So whereas all the major mayoral candidates, with the exception of Joe Pantalone, are proposing grand, unrealistic, far-off schemes for new subway lines across Toronto, how about an idea that is simple, effective, and achievable?
Today, mayoral candidate Rocco Rossi made yet another fantastical and magical promise on the campaign trail: to create 250,000 jobs within the City of Toronto in his first four years in office, in response to what he thinks is a “too high” unemployment rate in Toronto of 9.5%. Continuing my role as the voice of reality on the Rossi campaign, here is a list of reasons why Rossi’s newest promise is pure nonsense.

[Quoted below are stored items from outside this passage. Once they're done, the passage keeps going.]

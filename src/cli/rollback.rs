use super::load_context;
use crate::registry::{RollbackController, VersionRegistry};
use crate::state::CodebaseLock;
use crate::Result;
use colored::Colorize;
use std::path::Path;

/// Roll back to `to`, or to the previous good version when not given
pub fn run(project_root: &Path, codebase: &str, to: Option<u32>, restore: bool) -> Result<()> {
    let (_config, layout) = load_context(project_root, codebase)?;
    let _lock = CodebaseLock::acquire(&layout)?;
    let mut registry = VersionRegistry::open(layout)?;
    let from = registry.active_version().map(|v| v.version);

    let mut controller = RollbackController::new(&mut registry);
    let target = match to {
        Some(version) => controller.rollback_to_version(version, restore)?,
        None => controller.rollback_to_previous(restore)?,
    };

    let from = from.map(|v| format!("v{}", v)).unwrap_or_else(|| "none".to_string());
    println!(
        "{}",
        format!("✓ Rolled back {} -> v{}", from, target.version).green().bold()
    );
    if restore {
        println!("   Workspace restored: {}", registry.layout().workspace_dir().display());
    }
    Ok(())
}

pub fn history(project_root: &Path, codebase: &str, json: bool) -> Result<()> {
    let (_config, layout) = load_context(project_root, codebase)?;
    let mut registry = VersionRegistry::open(layout)?;
    let controller = RollbackController::new(&mut registry);
    let history = controller.get_rollback_history();

    if json {
        println!("{}", serde_json::to_string_pretty(&history)?);
        return Ok(());
    }

    println!("{}", format!("History of {}", codebase).cyan().bold());
    for entry in history {
        println!(
            "   v{:<4} {:<9} {}  {}",
            entry.version,
            entry.status.to_string(),
            entry.created_at.format("%Y-%m-%d %H:%M"),
            entry.description
        );
    }
    Ok(())
}

pub fn checkpoint(project_root: &Path, codebase: &str, notes: &str) -> Result<()> {
    let (_config, layout) = load_context(project_root, codebase)?;
    let _lock = CodebaseLock::acquire(&layout)?;
    let mut registry = VersionRegistry::open(layout)?;
    let version = RollbackController::new(&mut registry).create_rollback_point(notes)?;
    println!(
        "{}",
        format!("✓ Checkpoint added to v{}", version.version).green()
    );
    Ok(())
}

UNEMPLOYMENT RATE, 2009 RECESSION VS. 1992 RECESSION
First of all, Rossi claimed the 9.5% unemployment rate was “too high”. I certainly agree that a high unemployment rate is not a good thing for a city. However, Toronto’s rate of 9.5% on the heels of the worst economic armageddon in the history of the world is really not that bad. During the recession of 1992-93, City of Toronto unemployment reached 12.7%, (source: City of Toronto Labour Force Data [xls]). For the balance of David Miller’s tenure as mayor, the unemployment rate has averaged around 8%, which is not fantastic, but it is not bad either, considering the City’s high level of immigration.
250,000 JOBS.
Rossi did not explain the formula he used, based on these initiatives, to come up with the 250,000 figure.

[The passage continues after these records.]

use crate::error::{LifecycleError, LifecycleResult};
use serde::{Deserialize, Serialize};
use std::path::{Path, PathBuf};
use std::time::Duration;

/// Config file name looked up in the project root
pub const CONFIG_FILE: &str = "evolvd.toml";

// =============================================================================
// Obsolescence Thresholds
// =============================================================================

/// Which instant the regeneration cooldown window starts from
#[derive(Debug, Clone, Copy, Default, Serialize, Deserialize, PartialEq, Eq)]
#[serde(rename_all = "snake_case")]
pub enum CooldownAnchor {
    /// Previous snapshot's last-run time
    #[default]
    LastDetection,
    /// Creation time of the active version; no cooldown before the first one
    LastRegeneration,
}

/// Trip points for the obsolescence checks
#[derive(Debug, Clone, Serialize, Deserialize, PartialEq)]
#[serde(default)]
pub struct ObsolescenceThresholds {
    pub files_changed_percent: f64,
    pub new_languages_trigger: bool,
    pub coverage_min_percent: f64,
    pub stale_run_days_max: u32,
    pub error_rate_max_percent: f64,
    pub cooldown_days: u32,
    pub cooldown_anchor: CooldownAnchor,
    pub false_positive_spike_factor: f64,
}

impl Default for ObsolescenceThresholds {
    fn default() -> Self {
        Self {
            files_changed_percent: 30.0,
            new_languages_trigger: true,
            coverage_min_percent: 85.0,
            stale_run_days_max: 30,
            error_rate_max_percent: 5.0,
            cooldown_days: 7,
            cooldown_anchor: CooldownAnchor::default(),
            false_positive_spike_factor: 1.5,
        }
    }
}

impl ObsolescenceThresholds {
    /// Reject values the detector cannot reason about
    pub fn validate(&self) -> LifecycleResult<()> {
        let percents = [
            ("files_changed_percent", self.files_changed_percent),
            ("coverage_min_percent", self.coverage_min_percent),
            ("error_rate_max_percent", self.error_rate_max_percent),
        ];
        for (name, value) in percents {
            if !value.is_finite() || !(0.0..=100.0).contains(&value) {
                return Err(LifecycleError::Configuration(format!(
                    "thresholds.{} must be between 0 and 100, got {}",
                    name, value
                )));
            }
        }

        if !self.false_positive_spike_factor.is_finite() || self.false_positive_spike_factor < 1.0
        {
            return Err(LifecycleError::Configuration(format!(
                "thresholds.false_positive_spike_factor must be at least 1.0, got {}",
                self.false_positive_spike_factor
            )));
        }

        Ok(())
    }
}

// =============================================================================
// Approval
// =============================================================================

#[derive(Debug, Clone, Serialize, Deserialize, PartialEq)]
#[serde(default)]
pub struct ApprovalConfig {
    /// Approve low-risk, auto-approve-eligible requests without asking
    pub auto_approve_low_risk: bool,

    /// How many invalid reviewer answers are tolerated before deferring
    pub max_review_attempts: u32,
}

impl Default for ApprovalConfig {
    fn default() -> Self {
        Self {
            auto_approve_low_risk: true,
            max_review_attempts: 3,
        }
    }
}

// =============================================================================
// Storage
// =============================================================================

#[derive(Debug, Clone, Serialize, Deserialize, PartialEq)]
#[serde(default)]
pub struct StorageConfig {
    /// Root directory holding one subdirectory per target codebase
    pub root: PathBuf,

    /// Override for the live workspace directory (defaults to `<codebase>/current`)
    pub workspace_dir: Option<PathBuf>,
}

impl Default for StorageConfig {
    fn default() -> Self {
        Self {
            root: PathBuf::from(".evolvd"),
            workspace_dir: None,
        }
    }
}

// =============================================================================
// External Commands
// =============================================================================

/// Command lines for the generation, build and validation collaborators
#[derive(Debug, Clone, Serialize, Deserialize, PartialEq)]
#[serde(default)]
pub struct CommandsConfig {
    /// Generator command; the prompt is piped to stdin
    pub generate: Vec<String>,

    /// Build command, run inside the generated source tree
    pub build: Vec<String>,

    /// Path of the built executable, relative to the source tree
    pub binary: Option<PathBuf>,

    /// Extra arguments passed to the executable before the target path
    pub run_args: Vec<String>,

    /// Limit for each external step
    pub timeout_secs: u64,
}

impl Default for CommandsConfig {
    fn default() -> Self {
        Self {
            generate: vec!["claude".to_string(), "-p".to_string()],
            build: vec![
                "cargo".to_string(),
                "build".to_string(),
                "--release".to_string(),
            ],
            binary: None,
            run_args: Vec::new(),
            timeout_secs: 900,
        }
    }
}

impl CommandsConfig {
    pub fn timeout(&self) -> Duration {
        Duration::from_secs(self.timeout_secs)
    }
}

// =============================================================================
// Lifecycle Configuration
// =============================================================================

/// Top-level evolvd configuration, loaded once per run
#[derive(Debug, Clone, Default, Serialize, Deserialize, PartialEq)]
pub struct LifecycleConfig {
    #[serde(default)]
    pub storage: StorageConfig,

    #[serde(default)]
    pub thresholds: ObsolescenceThresholds,

    #[serde(default)]
    pub approval: ApprovalConfig,

    #[serde(default)]
    pub commands: CommandsConfig,
}

impl LifecycleConfig {
    /// Load config from `evolvd.toml` in the project root, defaults if absent
    pub fn load(project_root: &Path) -> LifecycleResult<Self> {
        let config_path = project_root.join(CONFIG_FILE);
        if !config_path.exists() {
            return Ok(Self::default());
        }

        let content = std::fs::read_to_string(&config_path)
            .map_err(|e| LifecycleError::io(&config_path, e))?;
        let mut config = Self::from_toml(&content)?;

        if config.storage.root.is_relative() {
            config.storage.root = project_root.join(&config.storage.root);
        }
        Ok(config)
    }

    /// Parse and validate a TOML document
    pub fn from_toml(content: &str) -> LifecycleResult<Self> {
        let config: LifecycleConfig = toml::from_str(content)
            .map_err(|e| LifecycleError::Configuration(e.to_string()))?;
        config.validate()?;
        Ok(config)
    }

    pub fn validate(&self) -> LifecycleResult<()> {
        self.thresholds.validate()?;

        if self.approval.max_review_attempts == 0 {
            return Err(LifecycleError::Configuration(
                "approval.max_review_attempts must be at least 1".to_string(),
            ));
        }
        if self.commands.timeout_secs == 0 {
            return Err(LifecycleError::Configuration(
                "commands.timeout_secs must be greater than 0".to_string(),
            ));
        }
        Ok(())
    }

    /// Save config to `evolvd.toml`
    pub fn save(&self, project_root: &Path) -> anyhow::Result<()> {
        let config_path = project_root.join(CONFIG_FILE);
        let content = toml::to_string_pretty(self)?;
        std::fs::write(&config_path, content)?;
        Ok(())
    }
}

There clearly was no formula used, other than the world of magic, or whatever number his communications people thought would be a number that would resonate amongst gullible voters. It is one of those numbers where he can say, “a QUARTER MILLION!”, when more realistic figures of “ONE TENTH A MILLION” or “ONE TWENTIETH OF A MILLION” are far harder to capture in a soundbite. To put into perspective, Downtown Toronto currently has 420,500 jobs. Yonge and Eglinton is home to 30,800 jobs. (source: Toronto Employment Survey, 2009) Through this campaign promise, Rocco Rossi is basically promising over half of a Downtown Toronto or eight Yonge and Eglintons worth of new jobs. In four years. Or, based upon the current total employment in Toronto of 1,291,000, that would be an increase of 19.3%. In four years. That type of growth has never been experienced in Canadian history. Calgary, undeniably the fastest growing economy in the country over the past decade, saw only a 28% increase in employment over ten years.
Finally, what is 250,000 jobs in the perspective of the Province’s employment forecasts developed as part of Places to Grow? This is where it becomes hilarious. The current forecast models being used predicts that under the most optimistic and compact forecasts, Toronto’s employment will grow by 550,000……. over TWENTY FIVE YEARS (2006-2031). The Greater Golden Horseshoe is expected to create 2.8-million jobs by 2031. To even think that the City of Toronto will not only attract 9% of this growth, but in just four short years?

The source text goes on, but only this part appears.